Who Is It’s Nice To Have A Friend About

There should be no place for a song to hide on one of the most-anticipated albums of the year, but “It’s Nice to Have a Friend” still feels like it’s huddled up in the farthest, shadowiest corner of Taylor Swift‘s Lover.

Peeking its head out at track 17 of 18 on Lover — right before the affirmative conclusion of “Daylight,” and just after a three-song run that includes the album’s two advance singles, “You Need to Calm Down” and “ME!” — “Friend” slinks by unassumingly, like the seventh-grader trying to make themselves invisible so they won’t get called on in algebra.

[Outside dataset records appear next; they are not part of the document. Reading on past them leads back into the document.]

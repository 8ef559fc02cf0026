use std::path::Path;

use async_trait::async_trait;
use thiserror::Error;

#[derive(Error, Debug)]
pub enum KeyError {
    #[error("Could not determine the home directory")]
    NoHomeDir,
    #[error("SSH client not found. Please install OpenSSH.")]
    SshClientNotFound,
    #[error("An SSH key pair already exists at '{0}'")]
    AlreadyExists(String),
    #[error("Error generating SSH key: {0}")]
    Keygen(String),
    #[error("Public key file not found. Please generate SSH keys first.")]
    PublicKeyMissing,
    #[error("SSH key I/O failed: {0}")]
    Io(#[from] std::io::Error),
}

#[derive(Debug, Clone, PartialEq, Eq)]
pub struct KeyGenOptions {
    /// Optional comment, usually an email address.
    pub comment: Option<String>,
    pub key_type: String,
    pub bits: u32,
}

impl Default for KeyGenOptions {
    fn default() -> Self {
        Self {
            comment: None,
            key_type: "rsa".to_string(),
            bits: 2048,
        }
    }
}

/// Checks for, creates, reads and deletes the SSH key pair used by the tunnel.
#[async_trait]
pub trait CredentialProvisioner: Send + Sync {
    fn keys_exist(&self) -> bool;
    fn private_key_path(&self) -> &Path;
    fn public_key_path(&self) -> &Path;
    async fn generate(&self, options: &KeyGenOptions) -> Result<String, KeyError>;
    fn public_key_text(&self) -> Result<String, KeyError>;
    fn delete_keys(&self) -> Result<String, KeyError>;
}
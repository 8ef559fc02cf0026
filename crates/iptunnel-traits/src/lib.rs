pub mod config;
pub mod keys;
pub mod logging;
pub mod process;
pub mod status;
pub mod supervisor;
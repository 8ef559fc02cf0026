use std::time::Duration;

use async_trait::async_trait;
use thiserror::Error;

#[derive(Error, Debug)]
pub enum ProcessError {
    #[error("'{0}' was not found. Is it installed and on PATH?")]
    NotFound(String),
    #[error("Could not parse command line: {0}")]
    Parse(String),
    #[error("Failed to start process: {0}")]
    Spawn(#[source] std::io::Error),
    #[error("Failed to query process status: {0}")]
    Wait(#[source] std::io::Error),
    #[error("Failed to signal process: {0}")]
    Signal(String),
}

/// Output captured from a child's stdout and stderr pipes.
#[derive(Debug, Clone, Default, PartialEq, Eq)]
pub struct CapturedOutput {
    pub stdout: String,
    pub stderr: String,
}

impl CapturedOutput {
    pub fn is_empty(&self) -> bool {
        self.stdout.trim().is_empty() && self.stderr.trim().is_empty()
    }

    /// Picks the text that best explains why a process stopped: stderr first,
    /// then stdout, then `fallback`.
    pub fn summary_or(&self, fallback: &str) -> String {
        let stderr = self.stderr.trim();
        if !stderr.is_empty() {
            return stderr.to_string();
        }
        let stdout = self.stdout.trim();
        if !stdout.is_empty() {
            return stdout.to_string();
        }
        fallback.to_string()
    }
}

/// A running external process whose output is captured.
///
/// Implementations own the OS-level resources (process handle, pipe
/// descriptors) and must release them exactly once, either in `terminate` or
/// when the process is dropped after a natural exit.
#[async_trait]
pub trait ProcessHandle: Send {
    /// The OS process id, while the process has not been reaped.
    fn id(&self) -> Option<u32>;

    /// Non-blocking liveness probe.
    fn poll_alive(&mut self) -> Result<bool, ProcessError>;

    /// Like `poll_alive`, treating a failed probe as "not alive".
    fn is_alive(&mut self) -> bool {
        self.poll_alive().unwrap_or(false)
    }

    /// Exit code once the process has exited and been reaped.
    fn exit_code(&self) -> Option<i32>;

    /// Drains whatever output has been buffered so far. Never blocks.
    fn read_captured_output(&mut self) -> CapturedOutput;

    /// Waits up to `timeout` for the output pipes to reach end-of-file if the
    /// process has exited, then drains the buffers.
    async fn drain_output(&mut self, timeout: Duration) -> CapturedOutput;

    /// Asks the process to stop, force-kills it once `grace` has elapsed and
    /// waits for the final exit.
    async fn terminate(&mut self, grace: Duration) -> Result<(), ProcessError>;
}

/// Starts processes from a full command line.
pub trait ProcessLauncher: Send + Sync + 'static {
    type Handle: ProcessHandle + 'static;

    fn start(&self, command_line: &str) -> Result<Self::Handle, ProcessError>;
}
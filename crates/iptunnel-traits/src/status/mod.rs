use std::fmt;

#[derive(Debug, Clone, Copy, PartialEq, Eq, Default)]
pub enum ConnectionState {
    #[default]
    Disconnected,
    Connecting,
    Connected,
}

impl fmt::Display for ConnectionState {
    fn fmt(&self, f: &mut fmt::Formatter<'_>) -> fmt::Result {
        match self {
            Self::Disconnected => write!(f, "Disconnected"),
            Self::Connecting => write!(f, "Connecting"),
            Self::Connected => write!(f, "Connected"),
        }
    }
}

/// A connection status change, pushed from the supervisor to its observer.
#[derive(Debug, Clone, PartialEq, Eq)]
pub struct StatusEvent {
    pub connected: bool,
    pub message: String,
}

impl StatusEvent {
    pub fn new(connected: bool, message: impl Into<String>) -> Self {
        Self {
            connected,
            message: message.into(),
        }
    }
}

pub type ObserverResult = Result<(), Box<dyn std::error::Error + Send + Sync>>;

/// Receives status events. Errors returned here are logged by the notifier
/// and never reach the supervisor.
pub trait StatusObserver: Send + Sync {
    fn on_status(&self, event: &StatusEvent) -> ObserverResult;
}

impl<F> StatusObserver for F
where
    F: Fn(&StatusEvent) -> ObserverResult + Send + Sync,
{
    fn on_status(&self, event: &StatusEvent) -> ObserverResult {
        self(event)
    }
}
use std::sync::Arc;
use std::time::{Duration, Instant};

use parking_lot::Mutex;
use tokio::sync::{Mutex as AsyncMutex, mpsc};
use tokio::task::JoinHandle;
use tokio_util::sync::CancellationToken;
use tracing::{debug, error, info, warn};

use iptunnel_traits::process::{ProcessHandle, ProcessLauncher};
use iptunnel_traits::status::{ConnectionState, StatusEvent, StatusObserver};
use iptunnel_traits::supervisor::{CONNECTED_MESSAGE, DISCONNECTED_MESSAGE, SupervisorError};

use crate::notifier::StatusNotifier;
use crate::process::TokioLauncher;

const EARLY_EXIT_FALLBACK: &str = "SSH process terminated immediately";
const CONNECTION_LOST: &str = "Connection lost";

/// Timing knobs of the supervisor.
#[derive(Debug, Clone, Copy, PartialEq, Eq)]
pub struct SupervisorTimings {
    /// How long a fresh process must survive before it counts as connected.
    pub startup_grace: Duration,
    /// Interval between watchdog liveness checks.
    pub watchdog_interval: Duration,
    /// How long `disconnect` waits after the graceful signal before killing.
    pub termination_grace: Duration,
    /// How long to wait for trailing output once the process has died.
    pub output_drain: Duration,
}

impl Default for SupervisorTimings {
    fn default() -> Self {
        Self {
            startup_grace: Duration::from_secs(1),
            watchdog_interval: Duration::from_secs(2),
            termination_grace: Duration::from_secs(3),
            output_drain: Duration::from_millis(500),
        }
    }
}

struct Session<H> {
    id: u64,
    pid: Option<u32>,
    started_at: Instant,
    process: Arc<AsyncMutex<H>>,
    cancel: CancellationToken,
    watchdog: Option<JoinHandle<()>>,
}

struct Shared<H> {
    state: ConnectionState,
    session: Option<Session<H>>,
    last_error: Option<String>,
    sessions_started: u64,
}

/// Launches and supervises a single tunnel process.
///
/// All state transitions are decided under one lock, which is also what the
/// watchdog takes before reporting a lost connection. `connect` and
/// `disconnect` are additionally serialised against each other, so a
/// `disconnect` issued during the startup grace period waits for the outcome
/// of that `connect`.
pub struct ConnectionSupervisor<L: ProcessLauncher = TokioLauncher> {
    launcher: L,
    timings: SupervisorTimings,
    shared: Arc<Mutex<Shared<L::Handle>>>,
    notifier: Arc<StatusNotifier>,
    lifecycle: AsyncMutex<()>,
}

impl ConnectionSupervisor<TokioLauncher> {
    pub fn new() -> Self {
        Self::with_launcher(TokioLauncher, SupervisorTimings::default())
    }
}

impl Default for ConnectionSupervisor<TokioLauncher> {
    fn default() -> Self {
        Self::new()
    }
}

impl<L: ProcessLauncher> ConnectionSupervisor<L> {
    pub fn with_launcher(launcher: L, timings: SupervisorTimings) -> Self {
        Self {
            launcher,
            timings,
            shared: Arc::new(Mutex::new(Shared {
                state: ConnectionState::Disconnected,
                session: None,
                last_error: None,
                sessions_started: 0,
            })),
            notifier: Arc::new(StatusNotifier::new()),
            lifecycle: AsyncMutex::new(()),
        }
    }

    pub fn set_observer<O>(&self, observer: O)
    where
        O: StatusObserver + 'static,
    {
        self.notifier.set_observer(observer);
    }

    /// Routes status events into a bounded channel.
    pub fn subscribe(&self, capacity: usize) -> mpsc::Receiver<StatusEvent> {
        self.notifier.subscribe(capacity)
    }

    pub fn state(&self) -> ConnectionState {
        self.shared.lock().state
    }

    /// `(true, "Connected")` while connected, otherwise `false` with the most
    /// recent failure, if any.
    pub fn status(&self) -> (bool, String) {
        let shared = self.shared.lock();
        match shared.state {
            ConnectionState::Connected => (true, "Connected".to_string()),
            ConnectionState::Connecting => (false, "Connecting".to_string()),
            ConnectionState::Disconnected => (
                false,
                shared
                    .last_error
                    .clone()
                    .unwrap_or_else(|| "Disconnected".to_string()),
            ),
        }
    }

    /// Time since the current tunnel process was started.
    pub fn uptime(&self) -> Duration {
        let shared = self.shared.lock();
        match (&shared.state, &shared.session) {
            (ConnectionState::Connected, Some(session)) => session.started_at.elapsed(),
            _ => Duration::ZERO,
        }
    }

    pub fn process_id(&self) -> Option<u32> {
        self.shared.lock().session.as_ref().and_then(|s| s.pid)
    }

    pub async fn is_process_running(&self) -> bool {
        let process = self
            .shared
            .lock()
            .session
            .as_ref()
            .map(|s| s.process.clone());
        match process {
            Some(process) => process.lock().await.is_alive(),
            None => false,
        }
    }

    /// Starts the tunnel and waits out the startup grace period.
    pub async fn connect(&self, command_line: &str) -> Result<String, SupervisorError> {
        self.check_can_connect(command_line)?;

        let _lifecycle = self.lifecycle.lock().await;
        {
            let mut shared = self.shared.lock();
            if shared.state != ConnectionState::Disconnected {
                return Err(SupervisorError::AlreadyConnected);
            }
            shared.state = ConnectionState::Connecting;
        }
        let _connecting = ConnectingGuard {
            shared: &*self.shared,
        };

        let mut process = match self.launcher.start(command_line) {
            Ok(process) => process,
            Err(e) => {
                error!("Failed to launch tunnel: {}", e);
                let err = SupervisorError::Launch(e);
                self.revert_to_disconnected(&err);
                return Err(err);
            }
        };
        let started_at = Instant::now();
        let pid = process.id();

        tokio::time::sleep(self.timings.startup_grace).await;

        if !process.is_alive() {
            let output = process.drain_output(self.timings.output_drain).await;
            let err = SupervisorError::EarlyExit(output.summary_or(EARLY_EXIT_FALLBACK));
            warn!("Tunnel exited during startup: {}", err);
            self.revert_to_disconnected(&err);
            return Err(err);
        }

        let process = Arc::new(AsyncMutex::new(process));
        let cancel = CancellationToken::new();
        let session_id = {
            let mut shared = self.shared.lock();
            shared.sessions_started += 1;
            let id = shared.sessions_started;
            shared.state = ConnectionState::Connected;
            shared.last_error = None;
            shared.session = Some(Session {
                id,
                pid,
                started_at,
                process: process.clone(),
                cancel: cancel.clone(),
                watchdog: None,
            });
            id
        };

        info!("Tunnel connected (PID {:?})", pid);
        self.notifier.notify(true, "Connected");

        let watchdog = tokio::spawn(watch(
            session_id,
            process,
            cancel,
            self.shared.clone(),
            self.notifier.clone(),
            self.timings,
        ));
        {
            let mut shared = self.shared.lock();
            if let Some(session) = shared.session.as_mut().filter(|s| s.id == session_id) {
                session.watchdog = Some(watchdog);
            }
        }

        Ok(CONNECTED_MESSAGE.to_string())
    }

    /// Stops the watchdog, then terminates the tunnel process.
    pub async fn disconnect(&self) -> Result<String, SupervisorError> {
        if self.state() == ConnectionState::Disconnected {
            return Err(SupervisorError::NotConnected);
        }

        let _lifecycle = self.lifecycle.lock().await;
        let session = {
            let mut shared = self.shared.lock();
            if shared.state == ConnectionState::Disconnected {
                return Err(SupervisorError::NotConnected);
            }
            let Some(session) = shared.session.take() else {
                shared.state = ConnectionState::Disconnected;
                return Err(SupervisorError::NotConnected);
            };
            session.cancel.cancel();
            session
        };

        let Session {
            pid,
            process,
            watchdog,
            ..
        } = session;

        if let Some(watchdog) = watchdog {
            if let Err(e) = watchdog.await {
                error!("Watchdog task failed: {}", e);
            }
        }

        info!("Disconnecting tunnel (PID {:?})...", pid);
        let result = {
            let mut process = process.lock().await;
            process.terminate(self.timings.termination_grace).await
        };

        let outcome = result.map_err(SupervisorError::Termination);
        {
            let mut shared = self.shared.lock();
            shared.state = ConnectionState::Disconnected;
            shared.last_error = outcome.as_ref().err().map(SupervisorError::detail);
        }

        match outcome {
            Ok(()) => {
                info!("Tunnel disconnected");
                self.notifier.notify(false, "Disconnected from server");
                Ok(DISCONNECTED_MESSAGE.to_string())
            }
            Err(err) => {
                error!("{}", err);
                self.notifier.notify(false, &err.to_string());
                Err(err)
            }
        }
    }

    fn check_can_connect(&self, command_line: &str) -> Result<(), SupervisorError> {
        if self.state() != ConnectionState::Disconnected {
            return Err(SupervisorError::AlreadyConnected);
        }
        if command_line.trim().is_empty() {
            return Err(SupervisorError::InvalidCommand);
        }
        Ok(())
    }

    fn revert_to_disconnected(&self, err: &SupervisorError) {
        let mut shared = self.shared.lock();
        shared.state = ConnectionState::Disconnected;
        shared.last_error = Some(err.detail());
    }
}

/// Puts a supervisor left in `Connecting` back to `Disconnected` when a
/// `connect` future is dropped before it reaches an outcome.
struct ConnectingGuard<'a, H> {
    shared: &'a Mutex<Shared<H>>,
}

impl<H> Drop for ConnectingGuard<'_, H> {
    fn drop(&mut self) {
        let mut shared = self.shared.lock();
        if shared.state == ConnectionState::Connecting {
            debug!("Connect abandoned during startup");
            shared.state = ConnectionState::Disconnected;
        }
    }
}

impl<L: ProcessLauncher> Drop for ConnectionSupervisor<L> {
    fn drop(&mut self) {
        // Stopping the watchdog releases the last reference to the process,
        // whose handle kills it on drop.
        if let Some(session) = self.shared.lock().session.take() {
            debug!("Supervisor dropped while connected, stopping watchdog");
            session.cancel.cancel();
        }
    }
}

/// Watches one session until it is cancelled or its process dies.
async fn watch<H: ProcessHandle>(
    session_id: u64,
    process: Arc<AsyncMutex<H>>,
    cancel: CancellationToken,
    shared: Arc<Mutex<Shared<H>>>,
    notifier: Arc<StatusNotifier>,
    timings: SupervisorTimings,
) {
    debug!("Watchdog started for session {}", session_id);
    loop {
        tokio::select! {
            _ = cancel.cancelled() => {
                debug!("Watchdog for session {} cancelled", session_id);
                return;
            }
            _ = tokio::time::sleep(timings.watchdog_interval) => {}
        }

        let err = {
            let mut handle = process.lock().await;
            match handle.poll_alive() {
                Ok(true) => continue,
                Ok(false) => SupervisorError::RuntimeLoss(
                    handle
                        .drain_output(timings.output_drain)
                        .await
                        .summary_or(CONNECTION_LOST),
                ),
                Err(e) => SupervisorError::Monitor(e),
            }
        };

        let claimed = {
            let mut shared = shared.lock();
            let current = shared.session.as_ref().is_some_and(|s| s.id == session_id);
            if current && !cancel.is_cancelled() {
                shared.session = None;
                shared.state = ConnectionState::Disconnected;
                shared.last_error = Some(err.detail());
                true
            } else {
                false
            }
        };

        if claimed {
            warn!("Tunnel lost: {}", err);
            notifier.notify(false, &err.to_string());
        } else {
            debug!("Watchdog for session {} lost the race to disconnect", session_id);
        }
        return;
    }
}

At 2:30, it’s the shortest song on the album — it’s the shortest song on any Taylor Swift album, in fact. And it’s not short the way that “Gucci Gang” or “Sunflower” or any number of other late-’10s pop hits are; it’s short the way an album interlude is, notable in its brevity, a song that could say more but chooses not to.

But despite these aims at inconspicuousness (or more likely, largely because of them), “It’s Nice to Have a Friend” is the most captivating song on Lover. It’s the rare Swift song that suggests more than it implies, that punctuates with commas and ellipses rather than exclamation marks and hard periods, and its delicate, crystalline beauty is unlike anything we’ve heard from Swift before. (Even “Delicate.”)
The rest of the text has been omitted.